Either way, Washington should be worried. If the United States were to be deprived of access to these foundries, the U.S. defense and consumer electronics industries would be set back for at least five years. Moreover, because China is investing in its own chip foundries, it could become the world leader in technology for the next decade or more. That’s why it was encouraging to see Republicans and Democrats in the House and Senate propose $25 billion to help America’s semiconductor industry. But this should only be the start.
There are two types of semiconductor manufacturing companies in the chip industry. Some (like Intel, Samsung, SK Hynix, and Micron) design and make their own products in factories that they own. There are also foundries, which fabricate chips designed by consumer and military customers; TSMC is the largest of these in the world. The chips that TSMC makes are found in almost everything: smartphones, high-performance computing platforms, PCs, tablets, servers, base stations, game consoles, internet-connected devices like smart wearables, digital consumer electronics, cars, and almost every weapon system built in the 21st century. About 60 percent of the chips TSMC makes are for American companies.
In 2012, a bipartisan committee of the U.S. House of Representatives investigated whether the Chinese company Huawei had put backdoors into its equipment that enabled it to spy on data therein. The committee found that Huawei could not or would not explain its relationship with the Chinese government and did not comply with U.S. laws, but it did not reach a conclusion as to whether such backdoors exist. Still, most observers agree that the company is not careful with security. The report recommended that no government or contractor systems include Huawei systems. In 2019, the U.S. Department of Commerce’s Bureau of Industry and Security added Huawei to its Entity List, effectively limiting the sale or transfer of American technology to the company, though a series of licenses have been granted to waive the restrictions in some cases.

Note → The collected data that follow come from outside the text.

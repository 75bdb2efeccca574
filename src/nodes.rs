// Licensed to the Apache Software Foundation (ASF) under one
// or more contributor license agreements.  See the NOTICE file
// distributed with this work for additional information
// regarding copyright ownership.  The ASF licenses this file
// to you under the Apache License, Version 2.0 (the
// "License"); you may not use this file except in compliance
// with the License.  You may obtain a copy of the License at
//
//   http://www.apache.org/licenses/LICENSE-2.0
//
// Unless required by applicable law or agreed to in writing,
// software distributed under the License is distributed on an
// "AS IS" BASIS, WITHOUT WARRANTIES OR CONDITIONS OF ANY
// KIND, either express or implied.  See the License for the
// specific language governing permissions and limitations
// under the License.

//! Client side state of the sortable, filterable, paginated node table.

use std::{cmp::Ordering, net::IpAddr};

use crate::domain::{NodeKind, NodeRecord, NodesResponse};

#[derive(Clone, Copy, Debug, PartialEq, Eq)]
pub enum NodeColumn {
    Ip,
    Type,
    Name,
    Flags,
    Uptime,
    Version,
    Collected,
}

impl NodeColumn {
    pub const ALL: [NodeColumn; 7] = [
        NodeColumn::Ip,
        NodeColumn::Type,
        NodeColumn::Name,
        NodeColumn::Flags,
        NodeColumn::Uptime,
        NodeColumn::Version,
        NodeColumn::Collected,
    ];

    pub fn title(&self) -> &'static str {
        match self {
            NodeColumn::Ip => "IP",
            NodeColumn::Type => "Type",
            NodeColumn::Name => "Name",
            NodeColumn::Flags => "Flags",
            NodeColumn::Uptime => "Uptime",
            NodeColumn::Version => "Version",
            NodeColumn::Collected => "Collected",
        }
    }

    fn index(&self) -> usize {
        *self as usize
    }

    fn next(&self) -> Self {
        Self::ALL[(self.index() + 1) % Self::ALL.len()]
    }

    fn previous(&self) -> Self {
        Self::ALL[(self.index() + Self::ALL.len() - 1) % Self::ALL.len()]
    }
}

#[derive(Clone, Copy, Debug, PartialEq, Eq)]
pub enum SortOrder {
    Ascending,
    Descending,
}

impl SortOrder {
    pub fn arrow(&self) -> &'static str {
        match self {
            SortOrder::Ascending => "▲",
            SortOrder::Descending => "▼",
        }
    }

    fn toggled(&self) -> Self {
        match self {
            SortOrder::Ascending => SortOrder::Descending,
            SortOrder::Descending => SortOrder::Ascending,
        }
    }
}

#[derive(Clone, Debug, PartialEq, Eq)]
pub struct NodeRow {
    cells: [String; 7],
    pub kind: NodeKind,
}

impl NodeRow {
    pub fn cell(&self, column: NodeColumn) -> &str {
        &self.cells[column.index()]
    }

    fn matches(&self, needle: &str) -> bool {
        self.cells
            .iter()
            .any(|cell| cell.to_lowercase().contains(needle))
    }
}

impl From<&NodeRecord> for NodeRow {
    fn from(record: &NodeRecord) -> Self {
        let text = |value: &Option<String>| value.clone().unwrap_or_default();
        let kind = record.kind();
        Self {
            cells: [
                text(&record.ip),
                kind.label().to_string(),
                text(&record.name),
                text(&record.flags),
                text(&record.uptime),
                text(&record.version),
                text(&record.collection_date),
            ],
            kind,
        }
    }
}

/// Sort key of a single cell. Addresses sort before numbers, numbers before
/// text, so cells of mixed kinds still form a total order.
#[derive(Debug)]
enum CellKey {
    Address(IpAddr),
    Number(f64),
    Text(String),
}

impl CellKey {
    fn parse(cell: &str) -> Self {
        if let Ok(address) = cell.parse::<IpAddr>() {
            CellKey::Address(address)
        } else if let Ok(number) = cell.parse::<f64>() {
            CellKey::Number(number)
        } else {
            CellKey::Text(cell.to_lowercase())
        }
    }

    fn rank(&self) -> u8 {
        match self {
            CellKey::Address(_) => 0,
            CellKey::Number(_) => 1,
            CellKey::Text(_) => 2,
        }
    }

    fn compare(&self, other: &Self) -> Ordering {
        match (self, other) {
            (CellKey::Address(a), CellKey::Address(b)) => a.cmp(b),
            (CellKey::Number(a), CellKey::Number(b)) => a.total_cmp(b),
            (CellKey::Text(a), CellKey::Text(b)) => a.cmp(b),
            _ => self.rank().cmp(&other.rank()),
        }
    }
}

fn compare_cells(a: &str, b: &str) -> Ordering {
    CellKey::parse(a).compare(&CellKey::parse(b))
}

#[derive(Debug)]
pub struct NodeTable {
    rows: Vec<NodeRow>,
    /// Indices into `rows` that pass the filter
    visible: Vec<usize>,
    total: Option<u64>,
    sort_column: NodeColumn,
    sort_order: SortOrder,
    filter: String,
    page: usize,
    page_size: usize,
    selected: usize,
}

impl NodeTable {
    pub fn new(response: &NodesResponse, page_size: usize) -> Self {
        let mut table = Self {
            rows: response.nodes.iter().map(NodeRow::from).collect(),
            visible: Vec::new(),
            total: response.total,
            sort_column: NodeColumn::Ip,
            sort_order: SortOrder::Ascending,
            filter: String::new(),
            page: 0,
            page_size: page_size.max(1),
            selected: 0,
        };
        table.rebuild();
        table
    }

    /// Sorts by `column`; picking the current column again flips the order.
    pub fn sort_by(&mut self, column: NodeColumn) {
        if self.sort_column == column {
            self.sort_order = self.sort_order.toggled();
        } else {
            self.sort_column = column;
            self.sort_order = SortOrder::Ascending;
        }
        self.rebuild();
    }

    pub fn sort_next_column(&mut self) {
        self.sort_by(self.sort_column.next());
    }

    pub fn sort_previous_column(&mut self) {
        self.sort_by(self.sort_column.previous());
    }

    pub fn toggle_order(&mut self) {
        self.sort_by(self.sort_column);
    }

    pub fn sort_column(&self) -> NodeColumn {
        self.sort_column
    }

    pub fn sort_order(&self) -> SortOrder {
        self.sort_order
    }

    pub fn set_filter(&mut self, query: &str) {
        self.filter = query.trim().to_lowercase();
        self.rebuild();
    }

    pub fn filter(&self) -> &str {
        &self.filter
    }

    fn rebuild(&mut self) {
        let column = self.sort_column;
        let order = self.sort_order;
        self.rows.sort_by(|a, b| {
            let ordering = compare_cells(a.cell(column), b.cell(column));
            match order {
                SortOrder::Ascending => ordering,
                SortOrder::Descending => ordering.reverse(),
            }
        });
        self.visible = self
            .rows
            .iter()
            .enumerate()
            .filter(|(_, row)| self.filter.is_empty() || row.matches(&self.filter))
            .map(|(index, _)| index)
            .collect();
        self.page = 0;
        self.selected = 0;
    }

    pub fn visible_len(&self) -> usize {
        self.visible.len()
    }

    /// Node count reported by the backend, or the number of rows received.
    pub fn total(&self) -> u64 {
        self.total.unwrap_or(self.rows.len() as u64)
    }

    pub fn page(&self) -> usize {
        self.page
    }

    pub fn page_count(&self) -> usize {
        self.visible.len().div_ceil(self.page_size).max(1)
    }

    pub fn page_rows(&self) -> Vec<&NodeRow> {
        self.visible
            .iter()
            .skip(self.page * self.page_size)
            .take(self.page_size)
            .map(|index| &self.rows[*index])
            .collect()
    }

    pub fn next_page(&mut self) {
        if self.page + 1 < self.page_count() {
            self.page += 1;
            self.selected = 0;
        }
    }

    pub fn previous_page(&mut self) {
        if self.page > 0 {
            self.page -= 1;
            self.selected = 0;
        }
    }

    /// Selected row within the current page.
    pub fn selected(&self) -> usize {
        self.selected
    }

    pub fn select_next(&mut self) {
        let rows = self.page_rows().len();
        if self.selected + 1 < rows {
            self.selected += 1;
        } else if self.page + 1 < self.page_count() {
            self.next_page();
        }
    }

    pub fn select_previous(&mut self) {
        if self.selected > 0 {
            self.selected -= 1;
        } else if self.page > 0 {
            self.previous_page();
            self.selected = self.page_rows().len().saturating_sub(1);
        }
    }

    /// Clamps page and selection to the current data.
    pub fn adjust(&mut self) {
        self.page = self.page.min(self.page_count() - 1);
        self.selected = self
            .selected
            .min(self.page_rows().len().saturating_sub(1));
    }
}

#[derive(Debug, Default)]
pub enum NodeTableState {
    /// The Nodes view was never shown
    #[default]
    NotLoaded,
    Loading,
    Ready(NodeTable),
    Failed(String),
}

impl NodeTableState {
    pub fn is_requested(&self) -> bool {
        !matches!(self, NodeTableState::NotLoaded)
    }

    pub fn table_mut(&mut self) -> Option<&mut NodeTable> {
        match self {
            NodeTableState::Ready(table) => Some(table),
            _ => None,
        }
    }
}

#[cfg(test)]
mod tests {
    use super::*;

    fn record(ip: &str, exit: &str, name: &str, uptime: &str) -> NodeRecord {
        NodeRecord {
            ip: Some(ip.to_string()),
            is_exit: Some(exit.to_string()),
            name: Some(name.to_string()),
            uptime: Some(uptime.to_string()),
            ..NodeRecord::default()
        }
    }

    fn response() -> NodesResponse {
        NodesResponse {
            total: None,
            nodes: vec![
                record("10.0.0.2", "ExitNode", "gamma", "300"),
                record("9.1.1.1", "", "Alpha", "20"),
                record("10.0.0.10", "ExitNode", "beta", "100"),
                record("2001:db8::1", "", "delta", "5"),
            ],
        }
    }

    fn ips(table: &NodeTable) -> Vec<&str> {
        table
            .page_rows()
            .iter()
            .map(|row| row.cell(NodeColumn::Ip))
            .collect()
    }

    #[test]
    fn defaults_to_ip_ascending() {
        let table = NodeTable::new(&response(), 50);
        assert_eq!(table.sort_column(), NodeColumn::Ip);
        assert_eq!(table.sort_order(), SortOrder::Ascending);
        assert_eq!(
            ips(&table),
            vec!["9.1.1.1", "10.0.0.2", "10.0.0.10", "2001:db8::1"]
        );
        assert_eq!(table.total(), 4);
    }

    #[test]
    fn missing_fields_render_empty_and_type_badges() {
        let table = NodeTable::new(
            &NodesResponse {
                total: Some(7000),
                nodes: vec![NodeRecord {
                    ip: Some("1.2.3.4".to_string()),
                    ..NodeRecord::default()
                }],
            },
            50,
        );
        let rows = table.page_rows();
        assert_eq!(rows[0].cell(NodeColumn::Name), "");
        assert_eq!(rows[0].cell(NodeColumn::Type), "Relay");
        assert_eq!(rows[0].kind, NodeKind::Relay);
        assert_eq!(table.total(), 7000);

        let full = NodeTable::new(&response(), 50);
        assert_eq!(full.page_rows()[1].cell(NodeColumn::Type), "Exit");
    }

    #[test]
    fn sorting_toggles_and_compares_numbers() {
        let mut table = NodeTable::new(&response(), 50);
        table.toggle_order();
        assert_eq!(ips(&table)[0], "2001:db8::1");

        table.sort_by(NodeColumn::Uptime);
        assert_eq!(table.sort_order(), SortOrder::Ascending);
        let uptimes: Vec<_> = table
            .page_rows()
            .iter()
            .map(|row| row.cell(NodeColumn::Uptime))
            .collect();
        assert_eq!(uptimes, vec!["5", "20", "100", "300"]);

        table.sort_by(NodeColumn::Name);
        let names: Vec<_> = table
            .page_rows()
            .iter()
            .map(|row| row.cell(NodeColumn::Name))
            .collect();
        assert_eq!(names, vec!["Alpha", "beta", "delta", "gamma"]);
    }

    #[test]
    fn mixed_cells_order_by_kind_first() {
        assert_eq!(compare_cells("3", "20"), Ordering::Less);
        assert_eq!(compare_cells("20", "2a"), Ordering::Less);
        assert_eq!(compare_cells("3", "2a"), Ordering::Less);
        assert_eq!(compare_cells("2a", "3"), Ordering::Greater);
        assert_eq!(compare_cells("10.0.0.1", "1"), Ordering::Less);
        assert_eq!(compare_cells("Relay", "relay"), Ordering::Equal);
        assert_eq!(compare_cells("", "a"), Ordering::Less);
    }

    #[test]
    fn sorting_mixed_names_keeps_a_total_order() {
        let nodes = (0..2000)
            .map(|i| {
                let name = match i % 4 {
                    0 => format!("{}", i * 7 % 1000),
                    1 => format!("{}a", i % 97),
                    2 => format!("relay{i}"),
                    _ => format!("10.{}.0.{}", i % 200, i % 250),
                };
                record(&format!("10.0.{}.{}", i / 250, i % 250), "", &name, "")
            })
            .collect();
        let mut table = NodeTable::new(&NodesResponse { total: None, nodes }, 5000);
        table.sort_by(NodeColumn::Name);

        let keys: Vec<_> = table
            .page_rows()
            .iter()
            .map(|row| CellKey::parse(row.cell(NodeColumn::Name)))
            .collect();
        assert_eq!(keys.len(), 2000);
        assert!(keys
            .windows(2)
            .all(|pair| pair[0].compare(&pair[1]) != Ordering::Greater));
        assert!(matches!(keys[0], CellKey::Address(_)));
        assert!(matches!(keys[1999], CellKey::Text(_)));

        table.toggle_order();
        assert!(table.page_rows()[0].cell(NodeColumn::Name).starts_with("relay"));
    }

    #[test]
    fn column_cycling_wraps() {
        let mut table = NodeTable::new(&response(), 50);
        table.sort_previous_column();
        assert_eq!(table.sort_column(), NodeColumn::Collected);
        table.sort_next_column();
        assert_eq!(table.sort_column(), NodeColumn::Ip);
    }

    #[test]
    fn filter_is_case_insensitive_across_columns() {
        let mut table = NodeTable::new(&response(), 50);
        table.set_filter("EXIT");
        assert_eq!(table.visible_len(), 2);
        table.set_filter("alpha");
        assert_eq!(ips(&table), vec!["9.1.1.1"]);
        table.set_filter("");
        assert_eq!(table.visible_len(), 4);
    }

    #[test]
    fn pagination_and_selection() {
        let mut table = NodeTable::new(&response(), 3);
        assert_eq!(table.page_count(), 2);
        assert_eq!(table.page_rows().len(), 3);

        table.select_next();
        table.select_next();
        assert_eq!(table.selected(), 2);
        table.select_next();
        assert_eq!(table.page(), 1);
        assert_eq!(ips(&table), vec!["2001:db8::1"]);

        table.next_page();
        assert_eq!(table.page(), 1);

        table.select_previous();
        assert_eq!(table.page(), 0);
        assert_eq!(table.selected(), 2);
    }

    #[test]
    fn adjust_clamps_to_data() {
        let mut table = NodeTable::new(&response(), 2);
        table.next_page();
        table.select_next();
        table.filter = "exit".to_string();
        table.visible = vec![0];
        table.adjust();
        assert_eq!(table.page(), 0);
        assert_eq!(table.selected(), 0);
    }

    #[test]
    fn state_tracks_first_request() {
        let mut state = NodeTableState::default();
        assert!(!state.is_requested());
        assert!(state.table_mut().is_none());
        state = NodeTableState::Loading;
        assert!(state.is_requested());
        state = NodeTableState::Ready(NodeTable::new(&response(), 50));
        assert!(state.table_mut().is_some());
    }
}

This month, the Commerce Department required overseas semiconductor firms that use American technology and equipment to apply for a license before selling to Huawei. The order was targeted at TSMC, which is Huawei’s main supplier of advanced chips; without these, Huawei will be at a competitive disadvantage against Apple or Samsung in the smartphone industry, and against Cisco and others in the market for network equipment. (Some analysts have pointed out the order has potential loopholes.) Next up, it’s likely Washington will prohibit sales to China of the equipment used to make chips, which comes from companies like Applied Materials, KLA Corporation, and Lam.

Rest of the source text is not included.